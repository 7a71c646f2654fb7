//! Sensor module configuration
//!
//! Plain data with defaults, a `validate()` pass and string setters for the
//! web settings form. Persistence lives outside the core.

use alloc::string::String;
use alloc::vec::Vec;

use fugit::MillisDurationU32;

use crate::aggregator::AveragingWindows;
use crate::errors::{SensorError, SensorResult};
use crate::record::MAX_CHANNELS;
use crate::store::Capacity;

/// Default record store size
pub const DEFAULT_STORE_LEN: usize = 100;

/// Settings of one sensor module
#[derive(Debug, Clone, PartialEq, Eq)]
#[cfg_attr(feature = "serde", derive(serde::Serialize, serde::Deserialize))]
#[cfg_attr(feature = "serde", serde(default))]
pub struct SensorConfig {
    /// Values delivered per sample, fixed for the module's lifetime
    pub channel_count: u8,
    /// Raw samples averaged into one stored record
    pub sample_averaging: u8,
    /// Raw samples averaged for an offset or scaling measurement
    pub calibration_averaging: u8,
    /// Minimum time between reported records, 0 reports every record
    pub reporting_interval_ms: u16,
    /// Values per CSV row before a `;` break
    pub matrix_column_count: u8,
    /// Record store policy
    pub storage: Capacity,
    /// Product name shown on status pages
    pub info_name: String,
    /// Free text description
    pub info_description: String,
    /// Measured quantity per channel, e.g. "Temperature"
    pub channel_types: Vec<String>,
    /// Unit per channel, e.g. "°C"
    pub channel_units: Vec<String>,
}

impl Default for SensorConfig {
    fn default() -> Self {
        Self {
            channel_count: 0,
            sample_averaging: 10,
            calibration_averaging: 30,
            reporting_interval_ms: 1000,
            matrix_column_count: u8::MAX,
            storage: Capacity::fixed(DEFAULT_STORE_LEN).unwrap_or(Capacity::Adaptive),
            info_name: String::new(),
            info_description: String::new(),
            channel_types: Vec::new(),
            channel_units: Vec::new(),
        }
    }
}

impl SensorConfig {
    /// Defaults for a module with `channel_count` channels
    pub fn with_channels(channel_count: u8) -> Self {
        Self { channel_count, ..Self::default() }
    }

    /// Check the settings the module cannot run without
    ///
    /// Channel count problems are configuration errors that disable the
    /// module. Zero averaging windows are rejected as invalid settings.
    pub fn validate(&self) -> SensorResult<()> {
        if self.channel_count == 0 {
            return Err(SensorError::ZeroChannelCount);
        }
        if usize::from(self.channel_count) > MAX_CHANNELS {
            return Err(SensorError::TooManyChannels { count: self.channel_count.into(), max: MAX_CHANNELS });
        }
        if self.sample_averaging == 0 {
            return Err(SensorError::InvalidSetting { name: "sample_averaging", reason: "must be at least 1" });
        }
        if self.calibration_averaging == 0 {
            return Err(SensorError::InvalidSetting { name: "calibration_averaging", reason: "must be at least 1" });
        }
        if self.matrix_column_count == 0 {
            return Err(SensorError::InvalidSetting { name: "matrix_column_count", reason: "must be at least 1" });
        }
        Ok(())
    }

    /// Update one runtime setting from its form value
    ///
    /// Keys: `sample_averaging`, `calibration_averaging` (1..=255),
    /// `reporting_interval` (0..=65535 ms), `matrix_column_count` (1..=255).
    /// The channel count and store policy are fixed at setup.
    pub fn apply(&mut self, key: &str, value: &str) -> SensorResult<()> {
        let value = value.trim();
        match key {
            "sample_averaging" => self.sample_averaging = parse_nonzero_u8("sample_averaging", value)?,
            "calibration_averaging" => {
                self.calibration_averaging = parse_nonzero_u8("calibration_averaging", value)?
            }
            "matrix_column_count" => self.matrix_column_count = parse_nonzero_u8("matrix_column_count", value)?,
            "reporting_interval" => {
                self.reporting_interval_ms = value.parse().map_err(|_| SensorError::InvalidSetting {
                    name: "reporting_interval",
                    reason: "expected 0..=65535",
                })?
            }
            _ => return Err(SensorError::UnknownSetting),
        }
        Ok(())
    }

    /// Averaging windows for the aggregator
    pub fn averaging_windows(&self) -> AveragingWindows {
        AveragingWindows {
            normal: u32::from(self.sample_averaging),
            calibration: u32::from(self.calibration_averaging),
        }
    }

    /// Reporting interval as a duration
    pub fn reporting_interval(&self) -> MillisDurationU32 {
        MillisDurationU32::millis(u32::from(self.reporting_interval_ms))
    }

    /// Type label of channel `index` (0-based), empty if unset
    pub fn channel_type(&self, index: usize) -> &str {
        self.channel_types.get(index).map(String::as_str).unwrap_or("")
    }

    /// Unit label of channel `index` (0-based), empty if unset
    pub fn channel_unit(&self, index: usize) -> &str {
        self.channel_units.get(index).map(String::as_str).unwrap_or("")
    }
}

fn parse_nonzero_u8(name: &'static str, value: &str) -> SensorResult<u8> {
    match value.parse::<u8>() {
        Ok(n) if n > 0 => Ok(n),
        _ => Err(SensorError::InvalidSetting { name, reason: "expected 1..=255" }),
    }
}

· · ·

Work task: Exact copy required. Repeat the material above in full.

Answer section:
repository 7a71c646f2654fb7
//! Sensor module configuration
//!
//! Plain data with defaults, a `validate()` pass and string setters for the
//! web settings form. Persistence lives outside the core.

use alloc::string::String;
use alloc::vec::Vec;

use fugit::MillisDurationU32;

use crate::aggregator::AveragingWindows;
use crate::errors::{SensorError, SensorResult};
use crate::record::MAX_CHANNELS;
use crate::store::Capacity;

/// Default record store size
pub const DEFAULT_STORE_LEN: usize = 100;

/// Settings of one sensor module
#[derive(Debug, Clone, PartialEq, Eq)]
#[cfg_attr(feature = "serde", derive(serde::Serialize, serde::Deserialize))]
#[cfg_attr(feature = "serde", serde(default))]
pub struct SensorConfig {
    /// Values delivered per sample, fixed for the module's lifetime
    pub channel_count: u8,
    /// Raw samples averaged into one stored record
    pub sample_averaging: u8,
    /// Raw samples averaged for an offset or scaling measurement
    pub calibration_averaging: u8,
    /// Minimum time between reported records, 0 reports every record
    pub reporting_interval_ms: u16,
    /// Values per CSV row before a `;` break
    pub matrix_column_count: u8,
    /// Record store policy
    pub storage: Capacity,
    /// Product name shown on status pages
    pub info_name: String,
    /// Free text description
    pub info_description: String,
    /// Measured quantity per channel, e.g. "Temperature"
    pub channel_types: Vec<String>,
    /// Unit per channel, e.g. "°C"
    pub channel_units: Vec<String>,
}

impl Default for SensorConfig {
    fn default() -> Self {
        Self {
            channel_count: 0,
            sample_averaging: 10,
            calibration_averaging: 30,
            reporting_interval_ms: 1000,
            matrix_column_count: u8::MAX,
            storage: Capacity::fixed(DEFAULT_STORE_LEN).unwrap_or(Capacity::Adaptive),
            info_name: String::new(),
            info_description: String::new(),
            channel_types: Vec::new(),
            channel_units: Vec::new(),
        }
    }
}

impl SensorConfig {
    /// Defaults for a module with `channel_count` channels
    pub fn with_channels(channel_count: u8) -> Self {
        Self { channel_count, ..Self::default() }
    }

    /// Check the settings the module cannot run without
    ///
    /// Channel count problems are configuration errors that disable the
    /// module. Zero averaging windows are rejected as invalid settings.
    pub fn validate(&self) -> SensorResult<()> {
        if self.channel_count == 0 {
            return Err(SensorError::ZeroChannelCount);
        }
        if usize::from(self.channel_count) > MAX_CHANNELS {
            return Err(SensorError::TooManyChannels { count: self.channel_count.into(), max: MAX_CHANNELS });
        }
        if self.sample_averaging == 0 {
            return Err(SensorError::InvalidSetting { name: "sample_averaging", reason: "must be at least 1" });
        }
        if self.calibration_averaging == 0 {
            return Err(SensorError::InvalidSetting { name: "calibration_averaging", reason: "must be at least 1" });
        }
        if self.matrix_column_count == 0 {
            return Err(SensorError::InvalidSetting { name: "matrix_column_count", reason: "must be at least 1" });
        }
        Ok(())
    }

    /// Update one runtime setting from its form value
    ///
    /// Keys: `sample_averaging`, `calibration_averaging` (1..=255),
    /// `reporting_interval` (0..=65535 ms), `matrix_column_count` (1..=255).
    /// The channel count and store policy are fixed at setup.
    pub fn apply(&mut self, key: &str, value: &str) -> SensorResult<()> {
        let value = value.trim();
        match key {
            "sample_averaging" => self.sample_averaging = parse_nonzero_u8("sample_averaging", value)?,
            "calibration_averaging" => {
                self.calibration_averaging = parse_nonzero_u8("calibration_averaging", value)?
            }
            "matrix_column_count" => self.matrix_column_count = parse_nonzero_u8("matrix_column_count", value)?,
            "reporting_interval" => {
                self.reporting_interval_ms = value.parse().map_err(|_| SensorError::InvalidSetting {
                    name: "reporting_interval",
                    reason: "expected 0..=65535",
                })?
            }
            _ => return Err(SensorError::UnknownSetting),
        }
        Ok(())
    }

    /// Averaging windows for the aggregator
    pub fn averaging_windows(&self) -> AveragingWindows {
        AveragingWindows {
            normal: u32::from(self.sample_averaging),
            calibration: u32::from(self.calibration_averaging),
        }
    }

    /// Reporting interval as a duration
    pub fn reporting_interval(&self) -> MillisDurationU32 {
        MillisDurationU32::millis(u32::from(self.reporting_interval_ms))
    }

    /// Type label of channel `index` (0-based), empty if unset
    pub fn channel_type(&self, index: usize) -> &str {
        self.channel_types.get(index).map(String::as_str).unwrap_or("")
    }

    /// Unit label of channel `index` (0-based), empty if unset
    pub fn channel_unit(&self, index: usize) -> &str {
        self.channel_units.get(index).map(String::as_str).unwrap_or("")
    }
}

fn parse_nonzero_u8(name: &'static str, value: &str) -> SensorResult<u8> {
    match value.parse::<u8>() {
        Ok(n) if n > 0 => Ok(n),
        _ => Err(SensorError::InvalidSetting { name, reason: "expected 1..=255" }),
    }
}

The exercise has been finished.